Others aren't as certain as Amerling that the road ahead for ACOs will be a rocky one. Even if they are not a complete success, ACOs won't be a retread of HMOs, says Ben Wanamaker, executive director of the healthcare program at the Clayton Christensen Institute, a nonprofit, nonpartisan think tank dedicated to improving the world through disruptive innovation, based in San Francisco.
"HMOs were a method of controlling costs with gatekeepers, and the mechanism for payment was almost exclusively fee-for-service," Wanamaker says. "ACOs seek to control costs and improve quality-something HMOs didn't claim to do-by changing the payment mechanism so that providers are going to be at risk for what they are calling quality. But most of the measures are not what I call quality measures, but process measures."

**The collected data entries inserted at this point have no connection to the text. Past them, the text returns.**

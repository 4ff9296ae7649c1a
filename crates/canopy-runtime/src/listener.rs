//! Diagnostic listeners provided by the runtime.

use std::collections::HashMap;
use std::sync::{Arc, Mutex, PoisonError};

use canopy_workflow::{DiagnosticEvent, DiagnosticListener};
use serde::Serialize;
use tokio::sync::mpsc;
use tracing::{debug, trace};

/// Writes every diagnostic event as a `tracing` record.
///
/// Lifecycle events (runtime, workflow and worker start/stop) are logged at
/// `debug`, everything else at `trace`.
#[derive(Debug, Clone, Copy, Default)]
pub struct TracingListener;

impl DiagnosticListener for TracingListener {
  fn notify(&self, event: DiagnosticEvent) {
    match event {
      DiagnosticEvent::RuntimeStarted {
        session_id,
        workflow_type,
      } => debug!(session_id = %session_id, workflow_type = %workflow_type, "diagnostic_runtime_started"),
      DiagnosticEvent::RuntimeStopped { session_id } => {
        debug!(session_id = %session_id, "diagnostic_runtime_stopped")
      }
      DiagnosticEvent::WorkflowStarted {
        workflow_id,
        parent_id,
        workflow_type,
        key,
        restored,
      } => debug!(
        workflow_id,
        parent_id = ?parent_id,
        workflow_type = %workflow_type,
        key = %key,
        restored,
        "diagnostic_workflow_started"
      ),
      DiagnosticEvent::WorkflowStopped { workflow_id } => {
        debug!(workflow_id, "diagnostic_workflow_stopped")
      }
      DiagnosticEvent::WorkerStarted {
        worker_id,
        workflow_id,
        key,
        description,
      } => debug!(
        worker_id,
        workflow_id,
        key = %key,
        description = %description,
        "diagnostic_worker_started"
      ),
      DiagnosticEvent::WorkerStopped {
        worker_id,
        workflow_id,
      } => debug!(worker_id, workflow_id, "diagnostic_worker_stopped"),
      event => trace!(event = ?event, "diagnostic_event"),
    }
  }
}

/// Forwards every event to each listener in order.
#[derive(Clone, Default)]
pub struct ChainedListener {
  listeners: Vec<Arc<dyn DiagnosticListener>>,
}

impl ChainedListener {
  pub fn new() -> Self {
    Self::default()
  }

  pub fn with(mut self, listener: Arc<dyn DiagnosticListener>) -> Self {
    self.listeners.push(listener);
    self
  }

  pub fn len(&self) -> usize {
    self.listeners.len()
  }

  pub fn is_empty(&self) -> bool {
    self.listeners.is_empty()
  }
}

impl DiagnosticListener for ChainedListener {
  fn notify(&self, event: DiagnosticEvent) {
    if let Some((last, rest)) = self.listeners.split_last() {
      for listener in rest {
        listener.notify(event.clone());
      }
      last.notify(event);
    }
  }
}

/// The shape of a workflow tree after one render pass.
#[derive(Debug, Clone, PartialEq, Eq, Serialize)]
pub struct WorkflowHierarchy {
  pub workflow_type: String,
  /// Live children, in the order they were started.
  pub children: Vec<ChildWorkflow>,
  /// Running workers, in the order they were started.
  pub workers: Vec<ChildWorker>,
}

#[derive(Debug, Clone, PartialEq, Eq, Serialize)]
pub struct ChildWorkflow {
  pub key: String,
  pub workflow: WorkflowHierarchy,
}

#[derive(Debug, Clone, PartialEq, Eq, Serialize)]
pub struct ChildWorker {
  pub key: String,
  pub description: String,
}

/// What made a workflow change, seen from `workflow_type`.
#[derive(Debug, Clone, PartialEq, Eq, Serialize)]
pub struct WorkflowUpdate {
  pub workflow_type: String,
  #[serde(flatten)]
  pub kind: UpdateKind,
}

#[derive(Debug, Clone, PartialEq, Eq, Serialize)]
#[serde(tag = "kind", rename_all = "snake_case")]
pub enum UpdateKind {
  /// The workflow applied an action.
  Updated { source: UpdateSource },
  /// A descendant under child `key` applied an action that emitted no
  /// output, so this workflow was not told about it.
  Passthrough { key: String, child: Box<WorkflowUpdate> },
}

#[derive(Debug, Clone, PartialEq, Eq, Serialize)]
#[serde(tag = "type", rename_all = "snake_case")]
pub enum UpdateSource {
  /// An event sent to one of its rendering's sinks.
  Sink,
  /// An output of the worker declared under `key`.
  Worker { key: String },
  /// An output of the child rendered under `key`.
  Subtree { key: String, child: Box<WorkflowUpdate> },
}

/// One entry per render pass: the tree, and the update that caused the pass
/// (`None` for the first pass and for props changes).
#[derive(Debug, Clone, PartialEq, Eq, Serialize)]
pub struct DebugSnapshot {
  pub hierarchy: WorkflowHierarchy,
  pub update: Option<WorkflowUpdate>,
}

#[derive(Debug)]
struct WorkflowRecord {
  parent_id: Option<u64>,
  workflow_type: String,
  key: String,
  children: Vec<u64>,
  workers: Vec<u64>,
}

#[derive(Debug)]
struct WorkerRecord {
  key: String,
  description: String,
}

/// Rebuilds the tree from lifecycle events.
#[derive(Debug, Default)]
struct HierarchyRecorder {
  root: Option<u64>,
  workflows: HashMap<u64, WorkflowRecord>,
  workers: HashMap<u64, WorkerRecord>,
  update: Option<WorkflowUpdate>,
}

impl HierarchyRecorder {
  fn record(&mut self, event: DiagnosticEvent) -> Option<DebugSnapshot> {
    match event {
      DiagnosticEvent::RuntimeStarted { .. } | DiagnosticEvent::RuntimeStopped { .. } => {
        *self = Self::default();
      }
      DiagnosticEvent::WorkflowStarted {
        workflow_id,
        parent_id,
        workflow_type,
        key,
        ..
      } => {
        match parent_id {
          Some(parent_id) => {
            if let Some(parent) = self.workflows.get_mut(&parent_id) {
              parent.children.push(workflow_id);
            }
          }
          None => self.root = Some(workflow_id),
        }
        self.workflows.insert(
          workflow_id,
          WorkflowRecord {
            parent_id,
            workflow_type,
            key,
            children: Vec::new(),
            workers: Vec::new(),
          },
        );
      }
      DiagnosticEvent::WorkflowStopped { workflow_id } => {
        let record = self.workflows.remove(&workflow_id)?;
        for worker_id in record.workers {
          self.workers.remove(&worker_id);
        }
        match record.parent_id.and_then(|parent_id| self.workflows.get_mut(&parent_id)) {
          Some(parent) => parent.children.retain(|child| *child != workflow_id),
          None if self.root == Some(workflow_id) => self.root = None,
          None => {}
        }
      }
      DiagnosticEvent::WorkerStarted {
        worker_id,
        workflow_id,
        key,
        description,
      } => {
        let workflow = self.workflows.get_mut(&workflow_id)?;
        workflow.workers.push(worker_id);
        self.workers.insert(worker_id, WorkerRecord { key, description });
      }
      DiagnosticEvent::WorkerStopped {
        worker_id,
        workflow_id,
      } => {
        self.workers.remove(&worker_id);
        let workflow = self.workflows.get_mut(&workflow_id)?;
        workflow.workers.retain(|worker| *worker != worker_id);
      }
      DiagnosticEvent::WorkerOutput {
        worker_id,
        workflow_id,
      } => {
        let key = self.workers.get(&worker_id)?.key.clone();
        self.update = Some(WorkflowUpdate {
          workflow_type: self.workflows.get(&workflow_id)?.workflow_type.clone(),
          kind: UpdateKind::Updated {
            source: UpdateSource::Worker { key },
          },
        });
      }
      DiagnosticEvent::SinkReceived { workflow_id, .. } => {
        self.update = Some(WorkflowUpdate {
          workflow_type: self.workflows.get(&workflow_id)?.workflow_type.clone(),
          kind: UpdateKind::Updated {
            source: UpdateSource::Sink,
          },
        });
      }
      DiagnosticEvent::ActionApplied {
        workflow_id,
        emitted_output,
        ..
      } => {
        // The root's update is already recorded at its own level.
        let record = self.workflows.get(&workflow_id)?;
        let parent = self.workflows.get(&record.parent_id?)?;
        let child = Box::new(self.update.take()?);
        let key = record.key.clone();
        let kind = if emitted_output {
          UpdateKind::Updated {
            source: UpdateSource::Subtree { key, child },
          }
        } else {
          UpdateKind::Passthrough { key, child }
        };
        self.update = Some(WorkflowUpdate {
          workflow_type: parent.workflow_type.clone(),
          kind,
        });
      }
      DiagnosticEvent::AfterRenderPass { .. } => {
        let hierarchy = self.hierarchy(self.root?)?;
        return Some(DebugSnapshot {
          hierarchy,
          update: self.update.take(),
        });
      }
      _ => {}
    }
    None
  }

  fn hierarchy(&self, workflow_id: u64) -> Option<WorkflowHierarchy> {
    let record = self.workflows.get(&workflow_id)?;
    let children = record
      .children
      .iter()
      .filter_map(|child_id| {
        Some(ChildWorkflow {
          key: self.workflows.get(child_id)?.key.clone(),
          workflow: self.hierarchy(*child_id)?,
        })
      })
      .collect();
    let workers = record
      .workers
      .iter()
      .filter_map(|worker_id| self.workers.get(worker_id))
      .map(|worker| ChildWorker {
        key: worker.key.clone(),
        description: worker.description.clone(),
      })
      .collect();

    Some(WorkflowHierarchy {
      workflow_type: record.workflow_type.clone(),
      children,
      workers,
    })
  }
}

/// Records a [`DebugSnapshot`] after every render pass and sends it to an
/// unbounded channel.
///
/// Workflow ids are only unique within one session, so give each session its
/// own listener.
#[derive(Debug)]
pub struct DebugSnapshotListener {
  recorder: Mutex<HierarchyRecorder>,
  sender: mpsc::UnboundedSender<DebugSnapshot>,
}

impl DebugSnapshotListener {
  pub fn new() -> (Self, mpsc::UnboundedReceiver<DebugSnapshot>) {
    let (sender, receiver) = mpsc::unbounded_channel();
    let listener = Self {
      recorder: Mutex::new(HierarchyRecorder::default()),
      sender,
    };
    (listener, receiver)
  }
}

impl DiagnosticListener for DebugSnapshotListener {
  fn notify(&self, event: DiagnosticEvent) {
    let snapshot = self
      .recorder
      .lock()
      .unwrap_or_else(PoisonError::into_inner)
      .record(event);
    if let Some(snapshot) = snapshot {
      let _ = self.sender.send(snapshot);
    }
  }
}

#[cfg(test)]
mod tests {
  use super::*;
  use canopy_workflow::ChannelListener;

  #[test]
  fn chained_listener_forwards_to_every_listener() {
    let (first, mut first_events) = ChannelListener::new();
    let (second, mut second_events) = ChannelListener::new();
    let chained = ChainedListener::new()
      .with(Arc::new(first))
      .with(Arc::new(TracingListener))
      .with(Arc::new(second));
    assert_eq!(chained.len(), 3);

    let event = DiagnosticEvent::WorkflowStopped { workflow_id: 7 };
    chained.notify(event.clone());

    assert_eq!(first_events.try_recv().unwrap(), event);
    assert_eq!(second_events.try_recv().unwrap(), event);
  }

  #[test]
  fn empty_chain_drops_events() {
    let chained = ChainedListener::new();
    assert!(chained.is_empty());
    chained.notify(DiagnosticEvent::WorkflowStopped { workflow_id: 1 });
  }

  fn started(workflow_id: u64, parent_id: Option<u64>, workflow_type: &str, key: &str) -> DiagnosticEvent {
    DiagnosticEvent::WorkflowStarted {
      workflow_id,
      parent_id,
      workflow_type: workflow_type.to_string(),
      key: key.to_string(),
      restored: false,
    }
  }

  fn render_pass() -> DiagnosticEvent {
    DiagnosticEvent::AfterRenderPass {
      session_id: "s".to_string(),
    }
  }

  #[test]
  fn stopped_workflows_leave_the_hierarchy() {
    let (listener, mut snapshots) = DebugSnapshotListener::new();
    listener.notify(started(0, None, "Root", ""));
    listener.notify(started(1, Some(0), "Leaf", "a"));
    listener.notify(DiagnosticEvent::WorkerStarted {
      worker_id: 2,
      workflow_id: 1,
      key: "poll".to_string(),
      description: "poller".to_string(),
    });
    listener.notify(render_pass());

    let first = snapshots.try_recv().unwrap();
    assert_eq!(first.hierarchy.children.len(), 1);
    assert_eq!(first.hierarchy.children[0].key, "a");
    assert_eq!(
      first.hierarchy.children[0].workflow.workers,
      vec![ChildWorker {
        key: "poll".to_string(),
        description: "poller".to_string(),
      }]
    );

    listener.notify(DiagnosticEvent::WorkerStopped {
      worker_id: 2,
      workflow_id: 1,
    });
    listener.notify(DiagnosticEvent::WorkflowStopped { workflow_id: 1 });
    listener.notify(render_pass());

    let second = snapshots.try_recv().unwrap();
    assert_eq!(
      second.hierarchy,
      WorkflowHierarchy {
        workflow_type: "Root".to_string(),
        children: Vec::new(),
        workers: Vec::new(),
      }
    );
    assert_eq!(second.update, None);
  }

  #[test]
  fn worker_outputs_bubble_up_as_updates() {
    let (listener, mut snapshots) = DebugSnapshotListener::new();
    listener.notify(started(0, None, "Root", ""));
    listener.notify(started(1, Some(0), "Leaf", "a"));
    listener.notify(DiagnosticEvent::WorkerStarted {
      worker_id: 2,
      workflow_id: 1,
      key: "poll".to_string(),
      description: "poller".to_string(),
    });
    listener.notify(DiagnosticEvent::WorkerOutput {
      worker_id: 2,
      workflow_id: 1,
    });
    listener.notify(DiagnosticEvent::ActionApplied {
      workflow_id: 1,
      action: "polled".to_string(),
      emitted_output: false,
    });
    listener.notify(render_pass());

    let update = snapshots.try_recv().unwrap().update.unwrap();
    assert_eq!(
      serde_json::to_value(&update).unwrap(),
      serde_json::json!({
        "workflow_type": "Root",
        "kind": "passthrough",
        "key": "a",
        "child": {
          "workflow_type": "Leaf",
          "kind": "updated",
          "source": { "type": "worker", "key": "poll" },
        },
      })
    );
  }
}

Wanamaker acknowledges that the move to ACOs is shaking up physician practices and could have some downside for doctors. The move to ACOs is bringing a rapid number of acquisitions because "he who has the largest number of members wins" in the ACO model, Wanamaker says. The income upside for a physician is less attractive to those physicians at the higher end of their experience and skill levels, he adds.
"I suspect ACOs are a bit disconcerting to some physicians who are concerned about maximizing their economic position," Wanamaker says. "We do not believe that ACOs as they are structured now will result in dramatic reductions in the cost of care, but we see ACOs doing a good job of better aligning provider and payer incentives for quality."
For the best chance at economic success within an ACO, Wanamaker says physicians should seek maximum transparency between fee-for-service and ACO patients so that they can develop clinical care processes that optimize the economic outcome. Know who is in which payment bucket, and develop clinical care protocols for both types of patient.
There might be more than one way to do the right thing for a patient, resulting in the same clinical outcome but a significantly different economic outcome for that patient, he says.
"That might sound insensitive in a way because, of course, the doctor should do the best possible thing for the patient no matter what," he explains. "But the doctor also has an incentive to make a living, and under a fee-for-service arrangement they likely will avoid some options if they can't be reimbursed for it. There are always judgments to be made."
A more optimistic assessment of ACOs comes from Joe Damore, vice president of population health management with the Premier healthcare alliance based in Charlotte, N.C., and a former hospital CEO. ACOs are entirely different from HMOs, he says, foremost because HMOs were driven by health plans and not providers.